Oleh: Adrianus Kojongian
Orang Arab di Talise 1920. *) |
Kampung Arab Manado, sekarang
Kelurahan Istiglal di Kecamatan Wenang, pernah istimewa di masa kolonial
Belanda. Penduduknya yang rata-rata orang Arab berasal Jazirah Arab, terutama
dari Arab Saudi sekarang dan Hadramaut (sekarang Yaman), dibedakan dengan orang
Minahasa umumnya.
Kampung Arab Manado, sekarang Kelurahan Istiglal di Kecamatan Wenang, pernah istimewa di masa kolonial Belanda.

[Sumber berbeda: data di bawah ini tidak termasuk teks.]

//! IBX1 document decoding and encoding.

use ibx_common::{BinaryReader, BinaryWriter};

use crate::header::{is_ibx, ENCODING_FLAG, MAGIC, MAGIC_LEN};
use crate::node::TableSizes;
use crate::number::{read_count, write_number};
use crate::{Error, Node, Result, TypedValue};

/// A fully materialized IBX1 document.
///
/// Holds the string table, the typed-value table and the root node. Every
/// index held by a node, property or string reference is valid for these
/// tables.
#[derive(Debug, Clone, PartialEq)]
pub struct Document {
    strings: Vec<String>,
    values: Vec<TypedValue>,
    root: Node,
    encoding_flag: u8,
}

/// Result of decoding a byte stream that may or may not be IBX1.
#[derive(Debug)]
pub enum Decoded<'a> {
    /// The input was an IBX1 document.
    Document(Document),
    /// The input has no IBX1 signature and should be copied unchanged.
    Passthrough(&'a [u8]),
}

impl Document {
    /// Create a document from its parts, validating every index.
    pub fn new(strings: Vec<String>, values: Vec<TypedValue>, root: Node) -> Result<Self> {
        let document = Self {
            strings,
            values,
            root,
            encoding_flag: ENCODING_FLAG,
        };
        document.validate()?;
        Ok(document)
    }

    /// Assemble a document whose indices are valid by construction.
    pub(crate) fn from_parts(strings: Vec<String>, values: Vec<TypedValue>, root: Node) -> Self {
        Self {
            strings,
            values,
            root,
            encoding_flag: ENCODING_FLAG,
        }
    }

    /// Check if data is an IBX1 file by checking the magic bytes.
    pub fn is_ibx(data: &[u8]) -> bool {
        is_ibx(data)
    }

    /// Decode a byte stream, passing through anything without the signature.
    ///
    /// # Example
    ///
    /// ```
    /// use ibx_format::{Decoded, Document};
    ///
    /// let data = b"plain text, not IBX1";
    /// assert!(matches!(Document::decode(data)?, Decoded::Passthrough(bytes) if bytes == data));
    /// # Ok::<(), ibx_format::Error>(())
    /// ```
    pub fn decode(data: &[u8]) -> Result<Decoded<'_>> {
        match Self::parse(data) {
            Ok(document) => Ok(Decoded::Document(document)),
            Err(Error::SignatureMismatch { .. }) => {
                log::warn!("input has no IBX1 signature, passing through {} bytes", data.len());
                Ok(Decoded::Passthrough(data))
            }
            Err(e) => Err(e),
        }
    }

    /// Parse an IBX1 document from bytes.
    ///
    /// Unlike [`Document::decode`], a missing signature is an error.
    pub fn parse(data: &[u8]) -> Result<Self> {
        if !is_ibx(data) {
            return Err(Error::SignatureMismatch {
                actual: data[..MAGIC_LEN.min(data.len())].to_vec(),
            });
        }

        let mut reader = BinaryReader::new_at(data, MAGIC_LEN);

        let string_count = read_count(&mut reader)?;
        let mut strings = Vec::with_capacity(string_count.min(reader.remaining() / 2));
        for _ in 0..string_count {
            strings.push(read_string(&mut reader)?);
        }
        log::trace!("read {} strings", strings.len());

        let value_count = read_count(&mut reader)?;
        let mut values = Vec::with_capacity(value_count.min(reader.remaining()));
        for _ in 0..value_count {
            let offset = reader.position();
            let value = TypedValue::read(&mut reader)?;
            if let TypedValue::StringRef(index) = value {
                if index as usize >= strings.len() {
                    log::debug!("string reference at offset {} is out of bounds", offset);
                    return Err(Error::IndexOutOfBounds {
                        table: "string",
                        index: u64::from(index),
                        len: strings.len(),
                    });
                }
            }
            values.push(value);
        }
        log::trace!("read {} typed values", values.len());

        let encoding_flag = reader.read_u8()?;
        if encoding_flag != ENCODING_FLAG {
            log::debug!("unusual encoding flag 0x{:02x}", encoding_flag);
        }

        let sizes = TableSizes {
            strings: strings.len(),
            values: values.len(),
        };
        let root = Node::read(&mut reader, sizes)?;

        if !reader.is_empty() {
            log::debug!(
                "ignoring {} trailing bytes after root node at offset {}",
                reader.remaining(),
                reader.position()
            );
        }

        log::debug!(
            "decoded IBX1 document: {} strings, {} typed values, {} nodes",
            strings.len(),
            values.len(),
            root.count()
        );

        Ok(Self {
            strings,
            values,
            root,
            encoding_flag,
        })
    }

    /// Encode the document to IBX1 bytes.
    ///
    /// The encoding flag is always written as `0x01`.
    pub fn encode(&self) -> Result<Vec<u8>> {
        let string_bytes: usize = self.strings.iter().map(|s| s.len() + 2).sum();
        let mut writer = BinaryWriter::with_capacity(MAGIC_LEN + string_bytes + self.values.len() * 2);

        writer.write_bytes(MAGIC);

        write_number(&mut writer, self.strings.len() as u64);
        for s in &self.strings {
            write_number(&mut writer, s.len() as u64);
            writer.write_bytes(s.as_bytes());
            writer.write_u8(0);
        }

        write_number(&mut writer, self.values.len() as u64);
        for value in &self.values {
            value.write(&mut writer);
        }

        writer.write_u8(ENCODING_FLAG);
        self.root.write(&mut writer)?;

        Ok(writer.into_inner())
    }

    /// The string table, in index order.
    pub fn strings(&self) -> &[String] {
        &self.strings
    }

    /// The typed-value table, in index order.
    pub fn values(&self) -> &[TypedValue] {
        &self.values
    }

    /// The root node.
    pub fn root(&self) -> &Node {
        &self.root
    }

    /// The encoding flag read from the input (`0x01` for built documents).
    pub fn encoding_flag(&self) -> u8 {
        self.encoding_flag
    }

    /// Get a string by index.
    pub fn string(&self, index: u32) -> Result<&str> {
        self.strings
            .get(index as usize)
            .map(String::as_str)
            .ok_or(Error::IndexOutOfBounds {
                table: "string",
                index: u64::from(index),
                len: self.strings.len(),
            })
    }

    /// Get a typed value by index.
    pub fn value(&self, index: u32) -> Result<&TypedValue> {
        self.values.get(index as usize).ok_or(Error::IndexOutOfBounds {
            table: "typed-value",
            index: u64::from(index),
            len: self.values.len(),
        })
    }

    fn validate(&self) -> Result<()> {
        for value in &self.values {
            if let TypedValue::StringRef(index) = value {
                self.string(*index)?;
            }
        }

        let mut pending = vec![(&self.root, 1usize)];
        while let Some((node, depth)) = pending.pop() {
            if depth > crate::MAX_DEPTH {
                return Err(Error::NestingTooDeep { max: crate::MAX_DEPTH });
            }
            self.string(node.name)?;
            for property in &node.properties {
                self.string(property.name)?;
                self.value(property.value)?;
            }
            pending.extend(node.children.iter().map(|child| (child, depth + 1)));
        }

        Ok(())
    }
}

/// Read one string table entry: length, UTF-8 bytes, NUL terminator.
fn read_string(reader: &mut BinaryReader<'_>) -> Result<String> {
    let length = read_count(reader)?;
    let s = reader.read_string(length)?.to_string();

    let offset = reader.position();
    let terminator = reader.read_u8()?;
    if terminator != 0 {
        return Err(Error::MalformedString {
            offset,
            found: terminator,
        });
    }

    Ok(s)
}
//! IBX1 file signature and frame constants.

/// The magic bytes at the start of an IBX1 file.
pub const MAGIC: &[u8; 4] = b"IBX1";

/// Size of the magic bytes.
pub const MAGIC_LEN: usize = 4;

/// The encoding flag written between the value table and the root node.
///
/// Readers accept any value here; writers always emit this one.
pub const ENCODING_FLAG: u8 = 0x01;

/// Check if data starts with the IBX1 signature.
pub fn is_ibx(data: &[u8]) -> bool {
    data.len() >= MAGIC_LEN && &data[..MAGIC_LEN] == MAGIC
}
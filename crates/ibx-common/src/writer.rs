//! Binary writer backed by a growing byte buffer.

use byteorder::{BigEndian, ByteOrder, LittleEndian};

/// An append-only output buffer.
///
/// Writes are infallible; the buffer grows as needed.
///
/// # Example
///
/// ```
/// use ibx_common::BinaryWriter;
///
/// let mut writer = BinaryWriter::new();
/// writer.write_u8(0x80);
/// writer.write_u16_be(0x0102);
/// writer.write_u16_le(0x0102);
///
/// assert_eq!(writer.into_inner(), vec![0x80, 0x01, 0x02, 0x02, 0x01]);
/// ```
#[derive(Debug, Clone, Default)]
pub struct BinaryWriter {
    data: Vec<u8>,
}

impl BinaryWriter {
    /// Create an empty writer.
    pub fn new() -> Self {
        Self { data: Vec::new() }
    }

    /// Create an empty writer with preallocated capacity.
    pub fn with_capacity(capacity: usize) -> Self {
        Self {
            data: Vec::with_capacity(capacity),
        }
    }

    /// Number of bytes written so far.
    #[inline]
    pub fn len(&self) -> usize {
        self.data.len()
    }

    /// Check if nothing has been written yet.
    #[inline]
    pub fn is_empty(&self) -> bool {
        self.data.is_empty()
    }

    /// View the written bytes.
    #[inline]
    pub fn as_bytes(&self) -> &[u8] {
        &self.data
    }

    /// Consume the writer and return the written bytes.
    #[inline]
    pub fn into_inner(self) -> Vec<u8> {
        self.data
    }

    /// Append raw bytes.
    #[inline]
    pub fn write_bytes(&mut self, bytes: &[u8]) {
        self.data.extend_from_slice(bytes);
    }

    /// Append a single byte.
    #[inline]
    pub fn write_u8(&mut self, value: u8) {
        self.data.push(value);
    }

    /// Append a signed byte.
    #[inline]
    pub fn write_i8(&mut self, value: i8) {
        self.data.push(value as u8);
    }

    /// Append a big-endian u16.
    #[inline]
    pub fn write_u16_be(&mut self, value: u16) {
        let mut buf = [0u8; 2];
        BigEndian::write_u16(&mut buf, value);
        self.write_bytes(&buf);
    }

    /// Append a big-endian u32.
    #[inline]
    pub fn write_u32_be(&mut self, value: u32) {
        let mut buf = [0u8; 4];
        BigEndian::write_u32(&mut buf, value);
        self.write_bytes(&buf);
    }

    /// Append a big-endian u64.
    #[inline]
    pub fn write_u64_be(&mut self, value: u64) {
        let mut buf = [0u8; 8];
        BigEndian::write_u64(&mut buf, value);
        self.write_bytes(&buf);
    }

    /// Append a little-endian u16.
    #[inline]
    pub fn write_u16_le(&mut self, value: u16) {
        let mut buf = [0u8; 2];
        LittleEndian::write_u16(&mut buf, value);
        self.write_bytes(&buf);
    }

    /// Append a little-endian i16.
    #[inline]
    pub fn write_i16_le(&mut self, value: i16) {
        let mut buf = [0u8; 2];
        LittleEndian::write_i16(&mut buf, value);
        self.write_bytes(&buf);
    }

    /// Append a little-endian u32.
    #[inline]
    pub fn write_u32_le(&mut self, value: u32) {
        let mut buf = [0u8; 4];
        LittleEndian::write_u32(&mut buf, value);
        self.write_bytes(&buf);
    }

    /// Append a little-endian i32.
    #[inline]
    pub fn write_i32_le(&mut self, value: i32) {
        let mut buf = [0u8; 4];
        LittleEndian::write_i32(&mut buf, value);
        self.write_bytes(&buf);
    }

    /// Append a little-endian f32.
    #[inline]
    pub fn write_f32_le(&mut self, value: f32) {
        let mut buf = [0u8; 4];
        LittleEndian::write_f32(&mut buf, value);
        self.write_bytes(&buf);
    }
}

Penduduknya yang rata-rata orang Arab berasal Jazirah Arab, terutama dari Arab Saudi sekarang dan Hadramaut (sekarang Yaman), dibedakan dengan orang Minahasa umumnya.
Seperti orang Cina yang pemukimannya bersebelahan, mereka
digolongkan sebagai orang timur asing atau vreemde
oosterlingen. Mempunyai kepala kampung sendiri yang disebut wijkmeester, dan kepala kaum yang oleh
Belanda diberi gelaran tituler Luitenant alias Letnan.
Istimewanya, karena, meski letaknya
di wilayah Distrik Manado, namun mereka tidak tunduk kepada Hukum Besar, tapi diperintah
langsung oleh Residen Manado lewat tangan Kontrolir Manado.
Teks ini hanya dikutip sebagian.